In Interactive Fictions: Scenes of Storytelling in the Novel, Yael Halevi-Wise examines ways in which intradiegetic storytelling scenes reflect the historical development of the novel. Looking at novels that range historically from Cervantes's Don Quixote to Esquivel's Like Water for Chocolate, she focuses on scenes in which characters discuss social and aesthetic expectations for narrating. Although Halevi-Wise does not explicitly articulate her thesis in this way, her study, in effect, [End Page 173] suggests that these storytelling scenes follow a unified historical trajectory because they simultaneously reflect and challenge the level of realism (sometimes even truth) that readers from different literary periods expect in fiction. The study includes a number of insightful textual analyses; but its value would have been enhanced if these independent readings had eventually connected into a sufficiently unified larger historical case about the novel's development.

Before she turns to her close-readings of individual storytelling scenes, Halevi-Wise distinguishes between interactive fictions and the more common "non-interactive" embedded stories. Embedded narratives occur when a character tells a story that is clearly sealed off from both the larger framing narrative and the traits of the storyteller and audience (e.g. The Arabian Nights). Interactive fictions, however, have two characteristics that distinguish them from embedded narratives: (1) they interact with and develop the framing narrative; and (2) they involve interaction between the narrator and narratee. As she explains, "the face-to-face setting [of interactive fictions] illustrates . . . the expedient construction of a story in response to active audience participation" (13).

Halevi-Wise begins with Don Quixote and looks at three scenes in which Sancho and Don Quixote debate the expectations of storytelling. She contends that these interactive fictions force Sancho and Don Quixote to reassess the master/servant dynamic even as these scenes allow Cervantes to parody and violate "virtually all the genres and literary conventions existing in his day" (27). More specifically, Cervantes ridicules the notion that storytellers must assert the validity of their tale even when that tale is clearly fabricated or imagined; for him, fiction "does not have to pose as truth or history, yet must maintain coherence and verisimilitude within the boundaries of its fictional constructed world" (49).

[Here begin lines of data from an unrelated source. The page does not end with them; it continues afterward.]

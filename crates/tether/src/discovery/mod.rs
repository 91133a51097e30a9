//! Session discovery.
//!
//! Given hints about a logical agent (project path, pid, tty, and the session
//! ids other agents already hold) the [`DiscoveryResolver`] runs an ordered
//! list of [`SessionStrategy`] values and stops at the first hit:
//!
//! 1. [`PidAncestry`]: walk up the parent chain from the agent's pid.
//! 2. [`TtyScan`]: look at processes on the agent's terminal.
//! 3. [`ProcessScan`]: every running CLI process, cross-checked against on-disk registries.
//! 4. [`RemoteRegistry`]: the CLI server's own `GET /session` listing.
//!
//! Discovery has no side effects and never fails: "not found" is `None`.

mod locator;
mod process;
mod registry;
mod strategies;

use async_trait::async_trait;
use log::{debug, info};
use std::collections::HashSet;
use std::sync::Arc;

use crate::agent::InvocationCredential;

pub use locator::{LsofLocator, ServerLocator, StaticLocator};
pub use process::{PsProcessTable, ProcessTable, is_interactive_cli, pid_alive, session_flag};
pub use registry::{
    ClaudeRegistry, CodexRegistry, OpenCodeDbRegistry, OpenCodeStorageRegistry, RegistryEntry,
    RegistrySet, SessionRegistry, claude_project_dirname, normalize_path,
};
pub use strategies::{PidAncestry, ProcessScan, RemoteRegistry, TtyScan};

/// What is known about the agent being located.
#[derive(Debug, Clone, Default)]
pub struct DiscoveryHints {
    pub project_path: String,
    pub pid: Option<u32>,
    pub tty: Option<String>,
    /// Session ids already held by other agents.
    pub exclude: HashSet<String>,
    /// Base URL of the CLI server, when one has been located.
    pub server_url: Option<String>,
}

impl DiscoveryHints {
    pub fn for_project(project_path: impl Into<String>) -> Self {
        Self {
            project_path: project_path.into(),
            ..Default::default()
        }
    }
}

/// A discovered CLI session.
#[derive(Debug, Clone, PartialEq, Eq)]
pub struct SessionRef {
    pub session_id: String,
    /// Name of the strategy that found it.
    pub strategy: &'static str,
}

/// One way of finding a session.
#[async_trait]
pub trait SessionStrategy: Send + Sync {
    fn name(&self) -> &'static str;

    async fn resolve(&self, hints: &DiscoveryHints) -> Option<SessionRef>;
}

/// Whether a session's directory belongs to `project_path`.
///
/// Accepts equality and parent/child paths in either direction, so a session opened
/// in `/src/app` also matches a project registered at `/src`. Nested projects can
/// therefore pick up each other's sessions.
pub fn directory_matches(directory: &str, project_path: &str) -> bool {
    let dir = directory.trim_end_matches('/');
    let project = project_path.trim_end_matches('/');
    if dir.is_empty() || project.is_empty() {
        return false;
    }
    dir == project
        || dir
            .strip_prefix(project)
            .is_some_and(|rest| rest.starts_with('/'))
        || project
            .strip_prefix(dir)
            .is_some_and(|rest| rest.starts_with('/'))
}

/// Ordered strategy chain plus the server locator.
pub struct DiscoveryResolver {
    strategies: Vec<Box<dyn SessionStrategy>>,
    locator: Arc<dyn ServerLocator>,
}

impl DiscoveryResolver {
    pub fn new(strategies: Vec<Box<dyn SessionStrategy>>, locator: Arc<dyn ServerLocator>) -> Self {
        Self {
            strategies,
            locator,
        }
    }

    /// The four standard strategies for OpenCode, in priority order.
    pub fn standard(
        processes: Arc<dyn ProcessTable>,
        registries: RegistrySet,
        http: reqwest::Client,
        locator: Arc<dyn ServerLocator>,
        max_hops: usize,
        probe_timeout: std::time::Duration,
    ) -> Self {
        Self::new(
            vec![
                Box::new(PidAncestry::new(processes.clone(), "opencode", max_hops)),
                Box::new(TtyScan::new(processes.clone(), "opencode")),
                Box::new(ProcessScan::new(processes, registries)),
                Box::new(RemoteRegistry::new(http, probe_timeout)),
            ],
            locator,
        )
    }

    pub fn strategy_names(&self) -> Vec<&'static str> {
        self.strategies.iter().map(|s| s.name()).collect()
    }

    /// Run the chain, stopping at the first strategy that finds a session.
    pub async fn resolve(&self, hints: &DiscoveryHints) -> Option<SessionRef> {
        for strategy in &self.strategies {
            if let Some(found) = strategy.resolve(hints).await {
                info!(
                    "discovered session {} for {} via {}",
                    found.session_id, hints.project_path, found.strategy
                );
                return Some(found);
            }
            debug!("{} found nothing for {}", strategy.name(), hints.project_path);
        }
        None
    }

    /// Locate a running CLI server, then resolve a session on it.
    ///
    /// Returns `None` when no server is running: a session id alone cannot be invoked.
    pub async fn discover(&self, mut hints: DiscoveryHints) -> Option<InvocationCredential> {
        let server_url = match hints.server_url.clone() {
            Some(url) => url,
            None => self.locator.locate().await?,
        };
        hints.server_url = Some(server_url.clone());
        let found = self.resolve(&hints).await?;
        Some(InvocationCredential::new(server_url, found.session_id))
    }

    pub async fn locate_server(&self) -> Option<String> {
        self.locator.locate().await
    }
}

#[cfg(test)]
mod tests {
    use super::*;
    use std::sync::Mutex;

    struct Scripted {
        name: &'static str,
        result: Option<&'static str>,
        calls: Arc<Mutex<Vec<&'static str>>>,
    }

    #[async_trait]
    impl SessionStrategy for Scripted {
        fn name(&self) -> &'static str {
            self.name
        }

        async fn resolve(&self, _hints: &DiscoveryHints) -> Option<SessionRef> {
            self.calls.lock().unwrap().push(self.name);
            self.result.map(|id| SessionRef {
                session_id: id.to_string(),
                strategy: self.name,
            })
        }
    }

    fn chain(results: [Option<&'static str>; 4]) -> (DiscoveryResolver, Arc<Mutex<Vec<&'static str>>>) {
        let calls = Arc::new(Mutex::new(Vec::new()));
        let names = ["pid", "tty", "scan", "remote"];
        let strategies = names
            .into_iter()
            .zip(results)
            .map(|(name, result)| {
                Box::new(Scripted {
                    name,
                    result,
                    calls: calls.clone(),
                }) as Box<dyn SessionStrategy>
            })
            .collect();
        let resolver = DiscoveryResolver::new(
            strategies,
            Arc::new(StaticLocator::new(Some("http://127.0.0.1:4096".into()))),
        );
        (resolver, calls)
    }

    #[tokio::test]
    async fn test_chain_stops_at_first_success() {
        let (resolver, calls) = chain([None, Some("ses_tty"), Some("ses_scan"), Some("ses_remote")]);
        let found = resolver.resolve(&DiscoveryHints::for_project("/p")).await.unwrap();
        assert_eq!(found.session_id, "ses_tty");
        assert_eq!(*calls.lock().unwrap(), vec!["pid", "tty"]);
    }

    #[tokio::test]
    async fn test_chain_exhausts_in_order() {
        let (resolver, calls) = chain([None, None, None, None]);
        assert!(resolver.resolve(&DiscoveryHints::for_project("/p")).await.is_none());
        assert_eq!(*calls.lock().unwrap(), vec!["pid", "tty", "scan", "remote"]);
    }

    #[tokio::test]
    async fn test_discover_needs_a_server() {
        let calls = Arc::new(Mutex::new(Vec::new()));
        let resolver = DiscoveryResolver::new(
            vec![Box::new(Scripted {
                name: "pid",
                result: Some("ses_a"),
                calls: calls.clone(),
            })],
            Arc::new(StaticLocator::new(None)),
        );
        assert!(resolver.discover(DiscoveryHints::for_project("/p")).await.is_none());
        assert!(calls.lock().unwrap().is_empty());
    }

    #[tokio::test]
    async fn test_discover_returns_credential() {
        let (resolver, _) = chain([Some("ses_pid"), None, None, None]);
        let cred = resolver.discover(DiscoveryHints::for_project("/p")).await.unwrap();
        assert_eq!(cred, InvocationCredential::new("http://127.0.0.1:4096", "ses_pid"));
    }

    #[test]
    fn test_directory_matches() {
        assert!(directory_matches("/src/app", "/src/app/"));
        assert!(directory_matches("/src/app/web", "/src/app"));
        assert!(directory_matches("/src", "/src/app"));
        assert!(!directory_matches("/src/app-old", "/src/app"));
        assert!(!directory_matches("", "/src/app"));
    }
}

The study then turns to two eighteenth-century novels and one from the early nineteenth-century: Tristam Shandy, Tom Jones, and Northanger Abbey. The author argues that "Sterne's digressions and displacements of a promised story denied or delayed" (52) force the reader to measure temporal movement "by the reader's chronological reading time rather than by the emotions and experimental relevance that fiction is expected to generate" (62). Fielding's storytelling scenes (such as the one involving the Man of the Hill) are fertile ground "to address human nature, morality, and manners" (64); but because the [End Page 174] scenes' intradiegetic audiences do not actively participate in the construction of the stories, the novel prompts the reader to make moral and intellectual judgments. Austen's Northanger Abbey serves as a transition between romance and realism; here storytelling (specifically the tale Henry tells Catherine on her way to the abbey) is used to defuse excessive romantic impulses in order to help "develop a circumscribed mimetic agenda" (77).

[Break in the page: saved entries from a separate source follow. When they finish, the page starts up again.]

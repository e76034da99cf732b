use std::net::SocketAddr;
use std::sync::atomic::{AtomicUsize, Ordering};
use std::sync::Arc;
use std::time::Duration;

use async_trait::async_trait;
use moim_protocol::AttendanceAssertion;
use moim_proximity::{
    AlwaysOnRadio, AssertionSink, ClientOptions, HostOptions, HostState, PairedRegistry,
    ProximityClient, RadioAdapter, TransportError, TransportHost,
};
use tokio::io::AsyncWriteExt;
use tokio::net::TcpStream;
use tokio::sync::Mutex;
use tokio::time::{sleep, timeout};

fn loopback() -> SocketAddr {
    "127.0.0.1:0".parse().unwrap()
}

fn host(registry: &PairedRegistry) -> TransportHost {
    let _ = pretty_env_logger::try_init();
    TransportHost::new(
        registry.clone(),
        Arc::new(AlwaysOnRadio),
        HostOptions::default().with_read_timeout(Duration::from_secs(2)),
    )
}

fn client(registry: &PairedRegistry) -> ProximityClient {
    ProximityClient::new(
        registry.clone(),
        Arc::new(AlwaysOnRadio),
        ClientOptions::default().with_connect_timeout(Duration::from_secs(2)),
    )
}

#[derive(Default)]
struct CollectingSink {
    seen: Mutex<Vec<AttendanceAssertion>>,
}

#[async_trait]
impl AssertionSink for CollectingSink {
    async fn dispatch(&self, assertion: AttendanceAssertion) -> anyhow::Result<()> {
        self.seen.lock().await.push(assertion);
        Ok(())
    }
}

async fn wait_for_count(sink: &CollectingSink, expected: usize) {
    timeout(Duration::from_secs(2), async {
        loop {
            if sink.seen.lock().await.len() >= expected {
                break;
            }
            sleep(Duration::from_millis(10)).await;
        }
    })
    .await
    .expect("timed out waiting for dispatched assertions");
}

#[tokio::test]
async fn host_receives_one_assertion() {
    let registry = PairedRegistry::new();
    let host = host(&registry);
    let sink = Arc::new(CollectingSink::default());

    host.start(loopback(), sink.clone()).await.unwrap();
    assert_eq!(host.state().await, HostState::Listening);

    client(&registry).send("S1", "M1", "U1").await.unwrap();
    wait_for_count(&sink, 1).await;

    let seen = sink.seen.lock().await;
    assert_eq!(seen[0], AttendanceAssertion::new("S1", "M1", "U1"));
    drop(seen);

    host.stop().await;
    assert_eq!(host.state().await, HostState::Stopped);
}

#[tokio::test]
async fn state_changes_are_broadcast() {
    let registry = PairedRegistry::new();
    let host = host(&registry);
    let mut state_rx = host.on_state_change();
    assert_eq!(host.state().await, HostState::Unbound);

    host.start(loopback(), Arc::new(CollectingSink::default()))
        .await
        .unwrap();
    assert_eq!(state_rx.recv().await.unwrap(), HostState::Listening);

    host.stop().await;
    assert_eq!(state_rx.recv().await.unwrap(), HostState::Stopped);
}

struct OverlapSink {
    in_flight: AtomicUsize,
    max_in_flight: AtomicUsize,
    dispatched: AtomicUsize,
}

impl OverlapSink {
    fn new() -> Self {
        Self {
            in_flight: AtomicUsize::new(0),
            max_in_flight: AtomicUsize::new(0),
            dispatched: AtomicUsize::new(0),
        }
    }
}

#[async_trait]
impl AssertionSink for OverlapSink {
    async fn dispatch(&self, _assertion: AttendanceAssertion) -> anyhow::Result<()> {
        let current = self.in_flight.fetch_add(1, Ordering::SeqCst) + 1;
        self.max_in_flight.fetch_max(current, Ordering::SeqCst);
        sleep(Duration::from_millis(100)).await;
        self.in_flight.fetch_sub(1, Ordering::SeqCst);
        self.dispatched.fetch_add(1, Ordering::SeqCst);
        Ok(())
    }
}

#[tokio::test]
async fn accept_loop_is_strictly_sequential() {
    let registry = PairedRegistry::new();
    let host = host(&registry);
    let sink = Arc::new(OverlapSink::new());

    host.start(loopback(), sink.clone()).await.unwrap();

    // Two clients connect back-to-back; each exchange must be fully
    // processed before the next is accepted.
    let a = client(&registry);
    let b = client(&registry);
    let (ra, rb) = tokio::join!(a.send("S1", "M1", "U1"), b.send("S1", "M1", "U2"));
    ra.unwrap();
    rb.unwrap();

    timeout(Duration::from_secs(2), async {
        while sink.dispatched.load(Ordering::SeqCst) < 2 {
            sleep(Duration::from_millis(10)).await;
        }
    })
    .await
    .expect("both exchanges should be dispatched");

    assert_eq!(sink.max_in_flight.load(Ordering::SeqCst), 1);
    host.stop().await;
}

#[tokio::test]
async fn oversized_payload_is_dropped_and_loop_continues() {
    let registry = PairedRegistry::new();
    let host = host(&registry);
    let sink = Arc::new(CollectingSink::default());
    let addr = host.start(loopback(), sink.clone()).await.unwrap();

    // 5000 bytes with no terminator: over the 4 KiB line cap.
    let mut raw = TcpStream::connect(addr).await.unwrap();
    raw.write_all(&vec![b'a'; 5000]).await.unwrap();
    raw.shutdown().await.unwrap();
    drop(raw);

    // The host must still be listening and serve the next client.
    client(&registry).send("S1", "M1", "U1").await.unwrap();
    wait_for_count(&sink, 1).await;
    assert_eq!(sink.seen.lock().await.len(), 1);

    host.stop().await;
}

#[tokio::test]
async fn malformed_payload_is_dropped_and_loop_continues() {
    let registry = PairedRegistry::new();
    let host = host(&registry);
    let sink = Arc::new(CollectingSink::default());
    let addr = host.start(loopback(), sink.clone()).await.unwrap();

    let mut raw = TcpStream::connect(addr).await.unwrap();
    raw.write_all(b"not json\n").await.unwrap();
    raw.shutdown().await.unwrap();
    drop(raw);

    client(&registry).send("S1", "M1", "U1").await.unwrap();
    wait_for_count(&sink, 1).await;
    assert_eq!(sink.seen.lock().await.len(), 1);

    host.stop().await;
}

#[tokio::test]
async fn stop_unblocks_pending_accept_and_is_idempotent() {
    let registry = PairedRegistry::new();
    let host = host(&registry);
    host.start(loopback(), Arc::new(CollectingSink::default()))
        .await
        .unwrap();

    // No client ever connects; stop must still return promptly.
    timeout(Duration::from_secs(1), host.stop())
        .await
        .expect("stop should unblock the pending accept");
    assert_eq!(host.state().await, HostState::Stopped);

    // Second stop is a no-op.
    timeout(Duration::from_secs(1), host.stop()).await.unwrap();

    // The endpoint was released, so discovery now fails.
    let err = client(&registry).send("S1", "M1", "U1").await.unwrap_err();
    assert!(matches!(err, TransportError::HostNotFound));
}

#[tokio::test]
async fn host_can_be_restarted_after_stop() {
    let registry = PairedRegistry::new();
    let host = host(&registry);
    let sink = Arc::new(CollectingSink::default());

    host.start(loopback(), sink.clone()).await.unwrap();
    host.stop().await;

    host.start(loopback(), sink.clone()).await.unwrap();
    client(&registry).send("S2", "M2", "U2").await.unwrap();
    wait_for_count(&sink, 1).await;

    host.stop().await;
}

struct DisabledRadio;

impl RadioAdapter for DisabledRadio {
    fn is_enabled(&self) -> bool {
        false
    }

    fn is_connect_permitted(&self) -> bool {
        true
    }
}

struct UnpermittedRadio;

impl RadioAdapter for UnpermittedRadio {
    fn is_enabled(&self) -> bool {
        true
    }

    fn is_connect_permitted(&self) -> bool {
        false
    }
}

#[tokio::test]
async fn radio_and_permission_failures_are_distinct() {
    let registry = PairedRegistry::new();

    let host = TransportHost::new(
        registry.clone(),
        Arc::new(DisabledRadio),
        HostOptions::default(),
    );
    let err = host
        .start(loopback(), Arc::new(CollectingSink::default()))
        .await
        .unwrap_err();
    assert!(matches!(err, TransportError::RadioDisabled));

    let client = ProximityClient::new(
        registry.clone(),
        Arc::new(UnpermittedRadio),
        ClientOptions::default(),
    );
    let err = client.send("S1", "M1", "U1").await.unwrap_err();
    assert!(matches!(err, TransportError::PermissionDenied));
}

#[tokio::test]
async fn discovery_fails_without_a_matching_host() {
    let registry = PairedRegistry::new();
    let err = client(&registry).send("S1", "M1", "U1").await.unwrap_err();
    assert!(matches!(err, TransportError::HostNotFound));
}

Turning to novels of the later nineteenth century, Halevi-Wise admits that distinct storytelling scenes are rare in realist fiction because they are "consciously perceived as capable of exposing genre and fictionality's inner workings, thus compromising a narrative's claim to an unmediated reporting of the world" (81). Dickens's Pickwick Papers is a notable exception because it reveals the struggle Dickens faced within the realist trend of the time: he uses storytelling scenes to "probe the fine balance between a desire to portray honest and brave facts and a propensity for exuberant fiction" (88).

Halevi-Wise focuses her analysis of modernist fiction on Conrad's Lord Jim. She first distinguishes the storytelling in Lord Jim from many of the other scenes of storytelling she has addressed: Marlowe's tale is not fictional...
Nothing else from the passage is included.